What needs to be done
Please find every line in the records below that contains the word "ProviderError", and copy it.

Data provided
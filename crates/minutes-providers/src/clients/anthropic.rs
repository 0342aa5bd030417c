//! Anthropic messages API client.

use std::time::{Duration, Instant};

use async_trait::async_trait;
use serde::{Deserialize, Serialize};
use tracing::debug;

use minutes_core::errors::{MinutesResult, ProviderError};
use minutes_core::models::{ProviderKind, ProviderResponse, SummaryRequest};
use minutes_core::traits::CompletionProvider;

use super::{http_client, invalid, status_error, transport_error, Completion};
use crate::prompts;

pub const DEFAULT_BASE_URL: &str = "https://api.anthropic.com/v1";
pub const DEFAULT_MODEL: &str = "claude-3-5-haiku-latest";
const API_VERSION: &str = "2023-06-01";

#[derive(Debug, Serialize)]
pub struct MessagesRequest {
    pub model: String,
    pub max_tokens: u32,
    pub system: String,
    pub messages: Vec<Message>,
}

#[derive(Debug, Serialize)]
pub struct Message {
    pub role: &'static str,
    pub content: String,
}

#[derive(Debug, Deserialize)]
struct MessagesResponse {
    #[serde(default)]
    content: Vec<ContentBlock>,
    usage: Option<Usage>,
}

#[derive(Debug, Deserialize)]
struct ContentBlock {
    #[serde(rename = "type")]
    kind: String,
    #[serde(default)]
    text: Option<String>,
}

#[derive(Debug, Deserialize)]
struct Usage {
    input_tokens: Option<u32>,
    output_tokens: Option<u32>,
}

pub fn build_request(model: &str, system: &str, user: String, max_tokens: u32) -> MessagesRequest {
    MessagesRequest {
        model: model.to_string(),
        max_tokens,
        system: system.to_string(),
        messages: vec![Message {
            role: "user",
            content: user,
        }],
    }
}

/// Concatenate the text blocks and sum input and output tokens.
pub fn parse_response(body: &str) -> Result<Completion, ProviderError> {
    let kind = ProviderKind::Anthropic;
    let parsed: MessagesResponse =
        serde_json::from_str(body).map_err(|e| invalid(kind, format!("malformed JSON: {e}")))?;
    let text: Vec<String> = parsed
        .content
        .into_iter()
        .filter(|block| block.kind == "text")
        .filter_map(|block| block.text)
        .collect();
    if text.is_empty() {
        return Err(invalid(kind, "response has no text content"));
    }
    let tokens_used = parsed.usage.and_then(|u| match (u.input_tokens, u.output_tokens) {
        (None, None) => None,
        (i, o) => Some(i.unwrap_or(0) + o.unwrap_or(0)),
    });
    Ok(Completion {
        text: text.join("").trim().to_string(),
        tokens_used,
    })
}

pub struct AnthropicClient {
    http: reqwest::Client,
    api_key: String,
    model: String,
    base_url: String,
    timeout: Duration,
}

impl AnthropicClient {
    pub fn new(
        api_key: impl Into<String>,
        model: Option<String>,
        base_url: Option<String>,
        timeout: Duration,
    ) -> MinutesResult<Self> {
        Ok(Self {
            http: http_client(ProviderKind::Anthropic, timeout)?,
            api_key: api_key.into(),
            model: model.unwrap_or_else(|| DEFAULT_MODEL.to_string()),
            base_url: base_url
                .unwrap_or_else(|| DEFAULT_BASE_URL.to_string())
                .trim_end_matches('/')
                .to_string(),
            timeout,
        })
    }

    pub fn endpoint(&self) -> String {
        format!("{}/messages", self.base_url)
    }

    async fn complete(&self, system: &str, user: String, max_tokens: u32) -> MinutesResult<(Completion, u64)> {
        let kind = ProviderKind::Anthropic;
        let body = build_request(&self.model, system, user, max_tokens);
        let started = Instant::now();
        let response = self
            .http
            .post(self.endpoint())
            .header("x-api-key", &self.api_key)
            .header("anthropic-version", API_VERSION)
            .json(&body)
            .send()
            .await
            .map_err(|e| transport_error(kind, self.timeout, e))?;
        let status = response.status();
        let text = response
            .text()
            .await
            .map_err(|e| transport_error(kind, self.timeout, e))?;
        if !status.is_success() {
            return Err(status_error(kind, status, &text).into());
        }

        let completion = parse_response(&text)?;
        let latency_ms = started.elapsed().as_millis() as u64;
        debug!(
            provider = %kind,
            model = %self.model,
            latency_ms,
            tokens = ?completion.tokens_used,
            "message received"
        );
        Ok((completion, latency_ms))
    }
}

#[async_trait]
impl CompletionProvider for AnthropicClient {
    fn kind(&self) -> ProviderKind {
        ProviderKind::Anthropic
    }

    async fn answer_question(&self, question: &str, context: &str) -> MinutesResult<ProviderResponse> {
        let (completion, latency_ms) = self
            .complete(
                prompts::QUESTION_SYSTEM_PROMPT,
                prompts::question_prompt(question, context),
                512,
            )
            .await?;
        Ok(ProviderResponse::ok(ProviderKind::Anthropic, completion.text)
            .with_telemetry(completion.tokens_used, Some(latency_ms)))
    }

    async fn generate_summary(&self, request: &SummaryRequest) -> MinutesResult<String> {
        let (completion, _) = self
            .complete(
                prompts::system_prompt(request.summary_type),
                prompts::user_prompt(request),
                prompts::max_tokens(request),
            )
            .await?;
        Ok(completion.text)
    }
}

Result of the exercise
use minutes_core::errors::{MinutesResult, ProviderError};
pub fn parse_response(body: &str) -> Result<Completion, ProviderError> {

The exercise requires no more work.